TASK DETAILS — Below is a block of records; please copy all of them exactly.
+-------+
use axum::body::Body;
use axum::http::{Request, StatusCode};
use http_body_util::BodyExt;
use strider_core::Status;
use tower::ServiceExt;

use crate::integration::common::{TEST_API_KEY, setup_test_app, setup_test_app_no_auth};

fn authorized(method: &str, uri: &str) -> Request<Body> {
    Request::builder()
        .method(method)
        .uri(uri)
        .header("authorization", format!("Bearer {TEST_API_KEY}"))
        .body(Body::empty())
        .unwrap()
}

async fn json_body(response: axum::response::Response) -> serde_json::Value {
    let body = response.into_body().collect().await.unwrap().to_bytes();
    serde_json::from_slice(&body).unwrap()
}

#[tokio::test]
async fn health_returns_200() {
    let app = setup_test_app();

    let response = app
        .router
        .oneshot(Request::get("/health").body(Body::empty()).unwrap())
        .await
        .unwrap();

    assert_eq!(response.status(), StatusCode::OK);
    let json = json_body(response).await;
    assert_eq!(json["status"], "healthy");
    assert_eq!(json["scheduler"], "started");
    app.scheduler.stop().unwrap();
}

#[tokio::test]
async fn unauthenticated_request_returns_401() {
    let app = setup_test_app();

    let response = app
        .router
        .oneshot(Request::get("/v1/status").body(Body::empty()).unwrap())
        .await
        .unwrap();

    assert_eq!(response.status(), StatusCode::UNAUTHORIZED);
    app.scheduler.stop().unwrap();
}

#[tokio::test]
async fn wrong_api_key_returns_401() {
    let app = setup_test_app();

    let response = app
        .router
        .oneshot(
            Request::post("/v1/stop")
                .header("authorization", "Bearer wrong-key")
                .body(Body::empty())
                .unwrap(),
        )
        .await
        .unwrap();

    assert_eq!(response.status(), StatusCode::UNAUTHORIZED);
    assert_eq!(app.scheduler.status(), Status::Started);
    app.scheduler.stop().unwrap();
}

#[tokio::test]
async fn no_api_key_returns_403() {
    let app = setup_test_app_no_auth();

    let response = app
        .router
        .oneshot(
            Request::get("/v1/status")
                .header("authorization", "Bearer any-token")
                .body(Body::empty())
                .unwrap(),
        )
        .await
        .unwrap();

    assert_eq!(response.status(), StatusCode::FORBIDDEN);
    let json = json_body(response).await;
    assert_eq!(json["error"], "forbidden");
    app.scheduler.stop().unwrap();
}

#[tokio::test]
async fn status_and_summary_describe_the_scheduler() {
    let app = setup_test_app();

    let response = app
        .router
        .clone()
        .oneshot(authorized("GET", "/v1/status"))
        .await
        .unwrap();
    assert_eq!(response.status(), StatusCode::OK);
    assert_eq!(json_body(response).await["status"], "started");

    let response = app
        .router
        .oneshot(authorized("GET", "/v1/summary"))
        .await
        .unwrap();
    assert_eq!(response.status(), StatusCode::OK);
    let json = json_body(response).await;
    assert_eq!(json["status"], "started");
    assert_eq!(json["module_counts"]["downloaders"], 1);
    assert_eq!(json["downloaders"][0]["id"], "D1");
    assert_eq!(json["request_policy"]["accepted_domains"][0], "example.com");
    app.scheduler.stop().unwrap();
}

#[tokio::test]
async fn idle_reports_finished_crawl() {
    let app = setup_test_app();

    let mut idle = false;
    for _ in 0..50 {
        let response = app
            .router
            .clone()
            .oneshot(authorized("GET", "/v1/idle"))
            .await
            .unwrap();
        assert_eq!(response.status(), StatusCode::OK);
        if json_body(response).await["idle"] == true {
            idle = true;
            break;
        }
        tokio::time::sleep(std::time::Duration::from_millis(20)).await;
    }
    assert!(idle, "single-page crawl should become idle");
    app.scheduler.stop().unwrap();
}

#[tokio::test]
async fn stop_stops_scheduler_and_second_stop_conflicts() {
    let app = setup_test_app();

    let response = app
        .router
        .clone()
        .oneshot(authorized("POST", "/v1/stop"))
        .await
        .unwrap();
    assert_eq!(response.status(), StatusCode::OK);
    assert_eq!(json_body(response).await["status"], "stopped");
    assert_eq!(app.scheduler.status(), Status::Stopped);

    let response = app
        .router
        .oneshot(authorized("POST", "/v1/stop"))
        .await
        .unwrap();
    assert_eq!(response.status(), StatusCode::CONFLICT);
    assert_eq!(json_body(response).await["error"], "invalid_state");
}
+-------+
RESPONSE BOX —
use axum::body::Body;
use axum::http::{Request, StatusCode};
use http_body_util::BodyExt;
use strider_core::Status;
use tower::ServiceExt;

use crate::integration::common::{TEST_API_KEY, setup_test_app, setup_test_app_no_auth};

fn authorized(method: &str, uri: &str) -> Request<Body> {
    Request::builder()
        .method(method)
        .uri(uri)
        .header("authorization", format!("Bearer {TEST_API_KEY}"))
        .body(Body::empty())
        .unwrap()
}

async fn json_body(response: axum::response::Response) -> serde_json::Value {
    let body = response.into_body().collect().await.unwrap().to_bytes();
    serde_json::from_slice(&body).unwrap()
}

#[tokio::test]
async fn health_returns_200() {
    let app = setup_test_app();

    let response = app
        .router
        .oneshot(Request::get("/health").body(Body::empty()).unwrap())
        .await
        .unwrap();

    assert_eq!(response.status(), StatusCode::OK);
    let json = json_body(response).await;
    assert_eq!(json["status"], "healthy");
    assert_eq!(json["scheduler"], "started");
    app.scheduler.stop().unwrap();
}

#[tokio::test]
async fn unauthenticated_request_returns_401() {
    let app = setup_test_app();

    let response = app
        .router
        .oneshot(Request::get("/v1/status").body(Body::empty()).unwrap())
        .await
        .unwrap();

    assert_eq!(response.status(), StatusCode::UNAUTHORIZED);
    app.scheduler.stop().unwrap();
}

#[tokio::test]
async fn wrong_api_key_returns_401() {
    let app = setup_test_app();

    let response = app
        .router
        .oneshot(
            Request::post("/v1/stop")
                .header("authorization", "Bearer wrong-key")
                .body(Body::empty())
                .unwrap(),
        )
        .await
        .unwrap();

    assert_eq!(response.status(), StatusCode::UNAUTHORIZED);
    assert_eq!(app.scheduler.status(), Status::Started);
    app.scheduler.stop().unwrap();
}

#[tokio::test]
async fn no_api_key_returns_403() {
    let app = setup_test_app_no_auth();

    let response = app
        .router
        .oneshot(
            Request::get("/v1/status")
                .header("authorization", "Bearer any-token")
                .body(Body::empty())
                .unwrap(),
        )
        .await
        .unwrap();

    assert_eq!(response.status(), StatusCode::FORBIDDEN);
    let json = json_body(response).await;
    assert_eq!(json["error"], "forbidden");
    app.scheduler.stop().unwrap();
}

#[tokio::test]
async fn status_and_summary_describe_the_scheduler() {
    let app = setup_test_app();

    let response = app
        .router
        .clone()
        .oneshot(authorized("GET", "/v1/status"))
        .await
        .unwrap();
    assert_eq!(response.status(), StatusCode::OK);
    assert_eq!(json_body(response).await["status"], "started");

    let response = app
        .router
        .oneshot(authorized("GET", "/v1/summary"))
        .await
        .unwrap();
    assert_eq!(response.status(), StatusCode::OK);
    let json = json_body(response).await;
    assert_eq!(json["status"], "started");
    assert_eq!(json["module_counts"]["downloaders"], 1);
    assert_eq!(json["downloaders"][0]["id"], "D1");
    assert_eq!(json["request_policy"]["accepted_domains"][0], "example.com");
    app.scheduler.stop().unwrap();
}

#[tokio::test]
async fn idle_reports_finished_crawl() {
    let app = setup_test_app();

    let mut idle = false;
    for _ in 0..50 {
        let response = app
            .router
            .clone()
            .oneshot(authorized("GET", "/v1/idle"))
            .await
            .unwrap();
        assert_eq!(response.status(), StatusCode::OK);
        if json_body(response).await["idle"] == true {
            idle = true;
            break;
        }
        tokio::time::sleep(std::time::Duration::from_millis(20)).await;
    }
    assert!(idle, "single-page crawl should become idle");
    app.scheduler.stop().unwrap();
}

#[tokio::test]
async fn stop_stops_scheduler_and_second_stop_conflicts() {
    let app = setup_test_app();

    let response = app
        .router
        .clone()
        .oneshot(authorized("POST", "/v1/stop"))
        .await
        .unwrap();
    assert_eq!(response.status(), StatusCode::OK);
    assert_eq!(json_body(response).await["status"], "stopped");
    assert_eq!(app.scheduler.status(), Status::Stopped);

    let response = app
        .router
        .oneshot(authorized("POST", "/v1/stop"))
        .await
        .unwrap();
    assert_eq!(response.status(), StatusCode::CONFLICT);
    assert_eq!(json_body(response).await["error"], "invalid_state");
}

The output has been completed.